Having just read the post below mine, I see that Anurag and I are on the same track.

I have created a "ncphi-examples" project to store all the little scripts and pages I have created already, and I now have moved in one of the peices of my modified OGSA-DAI code and already have it throwing compilation errors. I will probably fire off a quick email to Anurag about how best to import the OGSA-DAI code... at this point I am leaning towards just including it in the source tree, so that it will compile it locally and bundle it all into one big OGSA-DAI jar along with NCPHI-Specific modifications. By the end I imagine this particular Maven project will have the OGSA-DAI code, references to the jar repositories needed for builds provided by the maven site, and all the web code too.

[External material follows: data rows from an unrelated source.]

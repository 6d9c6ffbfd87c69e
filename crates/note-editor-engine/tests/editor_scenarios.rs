use std::cell::RefCell;
use std::rc::Rc;

use note_editor_engine::{
    BlockId, BlockKind, Command, Document, Editor, EditorOptions, HeadingLevel, HeadlessSurface,
    MarkType, PaletteKey, Selection, SlashPalette, default_registry,
};
use pretty_assertions::assert_eq;
use rstest::rstest;

fn untracked_blocks(doc: &Document) -> Vec<String> {
    let mut missing = Vec::new();
    doc.for_each_block(|path, block, _| {
        if block.kind.is_tracked() && block.id.is_none() {
            missing.push(format!("{} at {path:?}", block.kind.name()));
        }
    });
    missing
}

fn ids(doc: &Document) -> Vec<BlockId> {
    let mut out = Vec::new();
    doc.for_each_block(|_, block, _| out.extend(block.id.clone()));
    out
}

fn palette_titles(editor: &Editor) -> Vec<String> {
    editor
        .palette()
        .filtered()
        .iter()
        .map(|descriptor| descriptor.title.clone())
        .collect()
}

#[test]
fn mount_assigns_ids_to_every_tracked_block() {
    let editor = Editor::headless(
        "<h1>Title</h1><ul><li><p>one</p></li></ul><table><tr><td><p>a</p></td></tr></table>",
    );
    assert_eq!(untracked_blocks(editor.document()), Vec::<String>::new());
}

#[rstest]
#[case::split_paragraph(Command::InsertContentAt {
    pos: 4,
    content: note_editor_engine::InsertContent::Markup("<p>x</p><p>y</p>".into()),
})]
#[case::bullet_list(Command::ToggleBulletList)]
#[case::table(Command::InsertTable { rows: 2, cols: 2, with_header_row: false })]
#[case::heading(Command::SetHeading(HeadingLevel::H2))]
#[case::rule(Command::SetHorizontalRule)]
fn every_change_leaves_tracked_blocks_identified(#[case] command: Command) {
    let mut editor = Editor::headless("<p>Hello</p><p>World</p>");
    editor.set_selection(Selection::caret(3)).unwrap();
    let patch = editor.run(command).unwrap().expect("command should apply");
    assert!(patch.doc_changed);
    assert_eq!(untracked_blocks(editor.document()), Vec::<String>::new());
}

#[test]
fn ids_survive_unrelated_edits() {
    let mut editor = Editor::headless("<p>First</p><p>Second</p><p>Third</p>");
    let before = ids(editor.document());
    assert_eq!(before.len(), 3);

    // "Second" occupies 8..14; type at its end.
    editor.set_selection(Selection::caret(14)).unwrap();
    editor.type_text(" line").unwrap();
    editor.run(Command::ToggleItalic).unwrap();
    editor.set_selection(Selection::range(1, 6)).unwrap();
    editor.run(Command::ToggleBold).unwrap();

    assert_eq!(ids(editor.document()), before);
    assert_eq!(editor.document().blocks[1].text_content(), "Second line");
}

#[test]
fn converting_a_block_keeps_its_id() {
    let mut editor = Editor::headless(r#"<p data-id="keep-me">Hello</p>"#);
    editor.set_selection(Selection::caret(2)).unwrap();
    editor.run(Command::SetHeading(HeadingLevel::H1)).unwrap();
    let block = &editor.document().blocks[0];
    assert_eq!(block.kind, BlockKind::Heading(HeadingLevel::H1));
    assert_eq!(block.id, Some(BlockId::new("keep-me")));
}

#[rstest]
#[case::whole_word("<p>Hello <strong>brave</strong> world</p>", 1, 6)]
#[case::partial_word("<p>Hello <strong>brave</strong> world</p>", 2, 5)]
#[case::already_bold("<p>Hello <strong>brave</strong> world</p>", 7, 12)]
#[case::into_code_block("<p>ab</p><pre><code>cd</code></pre>", 1, 7)]
#[case::bold_into_code_block("<p><strong>ab</strong></p><pre><code>cd</code></pre>", 1, 7)]
fn toggling_bold_twice_restores_marks(#[case] markup: &str, #[case] from: usize, #[case] to: usize) {
    let mut editor = Editor::headless(markup);
    let original = editor.get_content();
    editor.set_selection(Selection::range(from, to)).unwrap();

    editor.run(Command::ToggleBold).unwrap();
    assert_ne!(editor.get_content(), original);
    editor.run(Command::ToggleBold).unwrap();

    assert_eq!(editor.get_content(), original);
}

#[test]
fn bold_at_caret_applies_to_typed_text() {
    let mut editor = Editor::headless("<p>ab</p>");
    editor.set_selection(Selection::caret(2)).unwrap();
    editor.run(Command::ToggleBold).unwrap();
    assert!(editor.state().is_mark_active(MarkType::Bold));
    editor.type_text("X").unwrap();
    assert!(editor.get_content().contains("a<strong>X</strong>b"));
}

#[test]
fn heading_query_filters_to_the_three_headings() {
    let mut editor = Editor::headless("<p></p>");
    editor.type_text("/제목").unwrap();
    assert!(editor.palette().is_open());
    assert_eq!(editor.palette().query(), Some("제목"));
    assert_eq!(palette_titles(&editor), vec!["제목 1", "제목 2", "제목 3"]);
}

#[test]
fn navigation_wraps_around_nine_entries() {
    let mut registry = default_registry();
    registry.pop();
    let mut palette = SlashPalette::new(registry);
    palette.open(Default::default());
    assert_eq!(palette.filtered().len(), 9);

    for _ in 0..8 {
        palette.handle_key(PaletteKey::ArrowDown);
    }
    assert_eq!(palette.highlighted(), Some(8));
    palette.handle_key(PaletteKey::ArrowDown);
    assert_eq!(palette.highlighted(), Some(0));
    palette.handle_key(PaletteKey::ArrowUp);
    assert_eq!(palette.highlighted(), Some(8));
}

#[test]
fn slash_opens_filters_and_closes_without_running_anything() {
    let mut editor = Editor::headless("<p></p>");
    let calls = Rc::new(RefCell::new(0));
    let counter = Rc::clone(&calls);
    editor.set_on_change(move |_| *counter.borrow_mut() += 1);

    editor.type_text("/").unwrap();
    assert!(editor.palette().is_open());
    assert_eq!(editor.palette().query(), Some(""));
    assert_eq!(editor.palette().filtered().len(), default_registry().len());

    editor.type_text("te").unwrap();
    assert!(editor.palette().is_open());
    assert_eq!(editor.palette().query(), Some("te"));
    assert_eq!(palette_titles(&editor), Vec::<String>::new());

    for _ in 0..3 {
        editor.backspace().unwrap();
    }
    assert!(!editor.palette().is_open());
    assert_eq!(editor.document().blocks.len(), 1);
    assert!(editor.document().blocks[0].is_empty_textblock());
    assert_eq!(editor.document().blocks[0].kind, BlockKind::Paragraph);
    // Three keystrokes in, three out. Nothing else touched the document.
    assert_eq!(*calls.borrow(), 6);
}

#[test]
fn enter_on_an_empty_list_does_nothing() {
    let mut editor = Editor::headless("<p></p>");
    editor.type_text("/zzz").unwrap();
    assert!(editor.palette().is_open());
    let before = editor.get_content();
    let version = editor.version();

    assert!(editor.handle_key(PaletteKey::Enter).unwrap());
    assert!(editor.handle_key(PaletteKey::ArrowDown).unwrap());

    assert!(editor.palette().is_open());
    assert_eq!(editor.get_content(), before);
    assert_eq!(editor.version(), version);
    assert_eq!(editor.document().blocks.len(), 1);
}

#[test]
fn table_entry_replaces_the_query_with_a_three_by_two_table() {
    let mut editor = Editor::headless("<p>Intro</p><p></p>");
    editor.set_selection(Selection::caret(8)).unwrap();
    editor.type_text("/표").unwrap();
    assert_eq!(palette_titles(&editor), vec!["표 삽입"]);

    assert!(editor.handle_key(PaletteKey::Enter).unwrap());
    assert!(!editor.palette().is_open());

    let doc = editor.document();
    assert_eq!(doc.blocks[0].text_content(), "Intro");
    let table = &doc.blocks[1];
    assert!(matches!(table.kind, BlockKind::Table { .. }));
    let rows = table.children().expect("table rows");
    assert_eq!(rows.len(), 3);
    for (index, row) in rows.iter().enumerate() {
        let cells = row.children().expect("row cells");
        assert_eq!(cells.len(), 2);
        for cell in cells {
            if index == 0 {
                assert!(matches!(cell.kind, BlockKind::TableHeader(_)));
            } else {
                assert!(matches!(cell.kind, BlockKind::TableCell(_)));
            }
        }
    }
    assert!(!doc.text_content().contains('/'));
    assert!(editor.state().in_table());
    assert_eq!(untracked_blocks(doc), Vec::<String>::new());
}

#[test]
fn clicking_an_entry_runs_it_on_the_current_block() {
    let mut editor = Editor::headless("<p>Title</p>");
    editor.set_selection(Selection::caret(6)).unwrap();
    editor.type_text("/제목").unwrap();
    editor.click_command(1).unwrap();

    let block = &editor.document().blocks[0];
    assert_eq!(block.kind, BlockKind::Heading(HeadingLevel::H2));
    assert_eq!(block.text_content(), "Title");
}

#[test]
fn escape_and_blur_close_the_palette() {
    let mut editor = Editor::headless("<p></p>");
    editor.type_text("/").unwrap();
    assert!(editor.handle_key(PaletteKey::Escape).unwrap());
    assert!(!editor.palette().is_open());

    editor.type_text("/").unwrap();
    assert!(editor.palette().is_open());
    editor.blur();
    assert!(!editor.palette().is_open());
}

#[test]
fn change_callback_receives_markup_with_ids() {
    let mut editor = Editor::headless("<p>Hi</p>");
    let seen = Rc::new(RefCell::new(Vec::new()));
    let sink = Rc::clone(&seen);
    editor.set_on_change(move |markup| sink.borrow_mut().push(markup.to_string()));

    editor.set_selection(Selection::caret(3)).unwrap();
    editor.type_text("!").unwrap();

    let seen = seen.borrow();
    assert_eq!(seen.len(), 1);
    assert!(seen[0].starts_with("<p data-id=\"id-"));
    assert!(seen[0].ends_with(">Hi!</p>"));
}

#[test]
fn set_content_does_not_notify() {
    let mut editor = Editor::headless("<p>Hi</p>");
    let calls = Rc::new(RefCell::new(0));
    let counter = Rc::clone(&calls);
    editor.set_on_change(move |_| *counter.borrow_mut() += 1);

    editor.set_content("<h2>Replaced</h2>");
    assert_eq!(*calls.borrow(), 0);
    assert_eq!(editor.document().blocks[0].kind, BlockKind::Heading(HeadingLevel::H2));
    assert!(editor.undo().is_none());
}

#[test]
fn malformed_content_falls_back_to_an_empty_paragraph() {
    let editor = Editor::headless("<p>broken</div>");
    assert_eq!(editor.document().blocks.len(), 1);
    assert!(editor.document().blocks[0].is_empty_textblock());
}

#[test]
fn deferred_first_paint_waits_for_render() {
    let options = EditorOptions {
        immediately_render: false,
        ..EditorOptions::default()
    };
    let mut editor = Editor::new("<p>Hi</p>", options, HeadlessSurface::default());
    assert_eq!(editor.surface().paints, 0);
    assert_eq!(editor.surface().last_paint, None);

    editor.render();
    assert_eq!(editor.surface().paints, 1);
    assert_eq!(editor.surface().last_paint, Some(editor.get_content()));

    editor.render();
    assert_eq!(editor.surface().paints, 1);
}

#[test]
fn mounting_paints_immediately_by_default() {
    let mut editor = Editor::headless("<p>Hi</p>");
    assert_eq!(editor.surface().paints, 1);
    editor.render();
    assert_eq!(editor.surface().paints, 1);
}

#[test]
fn undo_and_redo_restore_documents() {
    let mut editor = Editor::headless("<p>Hi</p>");
    let original = editor.get_content();
    editor.set_selection(Selection::caret(3)).unwrap();
    editor.type_text("!").unwrap();
    let edited = editor.get_content();

    assert!(editor.undo().is_some());
    assert_eq!(editor.get_content(), original);
    assert!(editor.redo().is_some());
    assert_eq!(editor.get_content(), edited);
    assert!(editor.redo().is_none());
}

#[test]
fn scroll_to_block_selects_and_highlights() {
    let mut editor = Editor::headless(r#"<p data-id="a">One</p><h2 data-id="b">Two</h2>"#);
    assert!(editor.scroll_to_block(&BlockId::new("b")));

    assert_eq!(editor.selection(), Selection::caret(6));
    assert!(editor.is_focused());
    assert_eq!(editor.surface().scrolled_to, vec![5]);
    assert_eq!(editor.surface().highlights.len(), 1);
    assert_eq!(editor.surface().highlights[0].0, BlockId::new("b"));
    assert_eq!(editor.surface().highlights[0].1.as_millis(), 1000);

    assert!(!editor.scroll_to_block(&BlockId::new("missing")));
}

#[test]
fn add_block_after_inserts_an_empty_paragraph() {
    let mut editor = Editor::headless(r#"<h1 data-id="h">Head</h1><p data-id="p">Body</p>"#);
    editor.add_block_after(&BlockId::new("h")).unwrap();

    let blocks = &editor.document().blocks;
    assert_eq!(blocks.len(), 3);
    assert!(blocks[1].is_empty_textblock());
    assert!(blocks[1].id.is_some());
    assert_ne!(blocks[1].id, Some(BlockId::new("h")));
    assert_eq!(blocks[2].id, Some(BlockId::new("p")));
}

#[test]
fn outline_lists_blocks_with_fallback_labels() {
    let editor = Editor::headless(r#"<h1 data-id="t">Title</h1><p data-id="e"></p>"#);
    let labels: Vec<_> = editor.outline().into_iter().map(|entry| entry.label).collect();
    assert_eq!(labels, vec!["Title", "내용 없음"]);
}
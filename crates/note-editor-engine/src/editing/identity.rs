//! Stable block identifiers.
//!
//! After every change the assigner walks the tree and makes sure each tracked
//! block carries an id that no other block in the document uses. Existing ids
//! are never rewritten, except for the later copy of a duplicated id (which
//! happens when a block is split or pasted).

use std::collections::HashSet;

use crate::model::{BlockId, BlockNode, Content, Document};
use crate::options::IdentityOptions;

/// Source of fresh identifiers.
pub trait IdGenerator {
    fn generate(&mut self) -> BlockId;
}

/// `prefix` followed by `length` random base-36 characters.
#[derive(Debug, Clone)]
pub struct RandomIdGenerator {
    prefix: String,
    length: usize,
}

impl RandomIdGenerator {
    pub fn new(prefix: impl Into<String>, length: usize) -> Self {
        Self {
            prefix: prefix.into(),
            length: length.max(1),
        }
    }
}

impl Default for RandomIdGenerator {
    fn default() -> Self {
        let options = IdentityOptions::default();
        Self::new(options.prefix, options.length)
    }
}

const BASE36: &[u8; 36] = b"0123456789abcdefghijklmnopqrstuvwxyz";

impl IdGenerator for RandomIdGenerator {
    fn generate(&mut self) -> BlockId {
        let mut id = self.prefix.clone();
        let mut remaining = self.length;
        while remaining > 0 {
            let mut bits = uuid::Uuid::new_v4().as_u128();
            // 24 base-36 digits fit comfortably in the 122 random bits
            for _ in 0..remaining.min(24) {
                id.push(BASE36[(bits % 36) as usize] as char);
                bits /= 36;
                remaining -= 1;
            }
        }
        BlockId::new(id)
    }
}

/// Deterministic generator: `prefix` followed by an increasing counter.
#[derive(Debug, Clone, Default)]
pub struct SequentialIdGenerator {
    prefix: String,
    next: u64,
}

impl SequentialIdGenerator {
    pub fn new(prefix: impl Into<String>) -> Self {
        Self {
            prefix: prefix.into(),
            next: 1,
        }
    }
}

impl IdGenerator for SequentialIdGenerator {
    fn generate(&mut self) -> BlockId {
        let id = BlockId::new(format!("{}{}", self.prefix, self.next));
        self.next += 1;
        id
    }
}

const MAX_ATTEMPTS: usize = 16;

pub struct IdentityAssigner {
    generator: Box<dyn IdGenerator>,
}

impl IdentityAssigner {
    pub fn new(generator: Box<dyn IdGenerator>) -> Self {
        Self { generator }
    }

    pub fn from_options(options: &IdentityOptions) -> Self {
        Self::new(Box::new(RandomIdGenerator::new(
            options.prefix.clone(),
            options.length,
        )))
    }

    /// Give every tracked block without a unique id a fresh one.
    ///
    /// Returns how many ids were assigned.
    pub fn assign(&mut self, doc: &mut Document) -> usize {
        let mut taken = HashSet::new();
        doc.for_each_block(|_, block, _| {
            if let Some(id) = &block.id {
                taken.insert(id.clone());
            }
        });

        let mut seen = HashSet::new();
        let mut assigned = 0;
        self.assign_in(&mut doc.blocks, &mut taken, &mut seen, &mut assigned);
        if assigned > 0 {
            log::debug!("Assigned {assigned} block id(s)");
        }
        assigned
    }

    fn assign_in(
        &mut self,
        blocks: &mut [BlockNode],
        taken: &mut HashSet<BlockId>,
        seen: &mut HashSet<BlockId>,
        assigned: &mut usize,
    ) {
        for block in blocks {
            if block.kind.is_tracked() {
                let unique = match &block.id {
                    Some(id) => seen.insert(id.clone()),
                    None => false,
                };
                if !unique {
                    let id = self.fresh(taken);
                    seen.insert(id.clone());
                    block.id = Some(id);
                    *assigned += 1;
                }
            }
            if let Content::Blocks(children) = &mut block.content {
                self.assign_in(children, taken, seen, assigned);
            }
        }
    }

    fn fresh(&mut self, taken: &mut HashSet<BlockId>) -> BlockId {
        let mut id = self.generator.generate();
        for _ in 1..MAX_ATTEMPTS {
            if !taken.contains(&id) {
                break;
            }
            log::trace!("Generated id {id} collides, retrying");
            id = self.generator.generate();
        }
        taken.insert(id.clone());
        id
    }
}

impl Default for IdentityAssigner {
    fn default() -> Self {
        Self::new(Box::new(RandomIdGenerator::default()))
    }
}

#[cfg(test)]
mod tests {
    use super::*;
    use crate::model::{BlockKind, markup::parse_markup};
    use pretty_assertions::assert_eq;

    fn ids(doc: &Document) -> Vec<(&'static str, Option<String>)> {
        let mut out = Vec::new();
        doc.for_each_block(|_, block, _| {
            out.push((block.kind.name(), block.id.as_ref().map(|id| id.to_string())));
        });
        out
    }

    fn sequential() -> IdentityAssigner {
        IdentityAssigner::new(Box::new(SequentialIdGenerator::new("id-")))
    }

    #[test]
    fn test_random_ids_have_prefix_and_length() {
        let mut generator = RandomIdGenerator::new("id-", 9);
        let id = generator.generate();
        assert!(id.as_str().starts_with("id-"));
        assert_eq!(id.as_str().len(), 12);
        assert!(id.as_str()[3..].chars().all(|c| c.is_ascii_alphanumeric()));

        let long = RandomIdGenerator::new("", 40).generate();
        assert_eq!(long.as_str().len(), 40);
    }

    #[test]
    fn test_assigns_only_tracked_kinds() {
        let mut doc = parse_markup(
            "<ul><li><p>a</p></li></ul><hr><table><tr><td><p>c</p></td></tr></table>",
        )
        .unwrap();
        let assigned = sequential().assign(&mut doc);
        assert_eq!(assigned, 3);
        assert_eq!(
            ids(&doc),
            vec![
                ("bulletList", Some("id-1".into())),
                ("listItem", None),
                ("paragraph", Some("id-2".into())),
                ("horizontalRule", None),
                ("table", None),
                ("tableRow", None),
                ("tableCell", None),
                ("paragraph", Some("id-3".into())),
            ]
        );
    }

    #[test]
    fn test_existing_ids_are_kept() {
        let mut doc = parse_markup(r#"<p data-id="id-keep">a</p><p>b</p>"#).unwrap();
        let mut assigner = sequential();
        assert_eq!(assigner.assign(&mut doc), 1);
        assert_eq!(doc.blocks[0].id.as_ref().unwrap().as_str(), "id-keep");

        let before = doc.clone();
        assert_eq!(assigner.assign(&mut doc), 0);
        assert_eq!(doc, before);
    }

    #[test]
    fn test_later_duplicate_gets_fresh_id() {
        let mut doc = parse_markup(r#"<p data-id="id-1">a</p><p data-id="id-1">b</p>"#).unwrap();
        // the sequential generator would hand out id-1 first; it must skip it
        assert_eq!(sequential().assign(&mut doc), 1);
        assert_eq!(doc.blocks[0].id.as_ref().unwrap().as_str(), "id-1");
        assert_eq!(doc.blocks[1].id.as_ref().unwrap().as_str(), "id-2");
    }

    #[test]
    fn test_type_change_keeps_id() {
        let mut doc = parse_markup(r#"<p data-id="id-p">a</p>"#).unwrap();
        doc.blocks[0].convert_textblock(BlockKind::CodeBlock);
        assert_eq!(sequential().assign(&mut doc), 0);
        assert_eq!(doc.blocks[0].id.as_ref().unwrap().as_str(), "id-p");
    }
}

As I play with Maven more and more, I find it perfect for just forcing you to have a sensible, realistic build structure. It will make you put your code in one place, your resources in another place, and show you the beauty of unit tests. In the end you get the deployable Jars and Wars that just make life that much easier... and I get the impression that your work will just be that much more legitimate when you go "oh, just install this maven tool, sync to the SVN, and then run 'mvn package' and you should be able to verify the compilation."

If anything this initial build will be a wonderful starting package for any future major NCPHI Globus OGSA-DAI code collaborations, and that is fortuitous considering I am also looking into defining the interface between RODS and OGSA-DAI for a outbreak detection solution that would use remote database access. Some of the interesting use of the extensible functionality that I can think of adding include the ability to deploy OGSA-DAI resources on the fly after filling out a simple form.

Otherwise, my vacation was lovely and personally productive, and it seems that a lot of documentation was completed after memorial day, but this gives me new solid directions and a lot of excitement.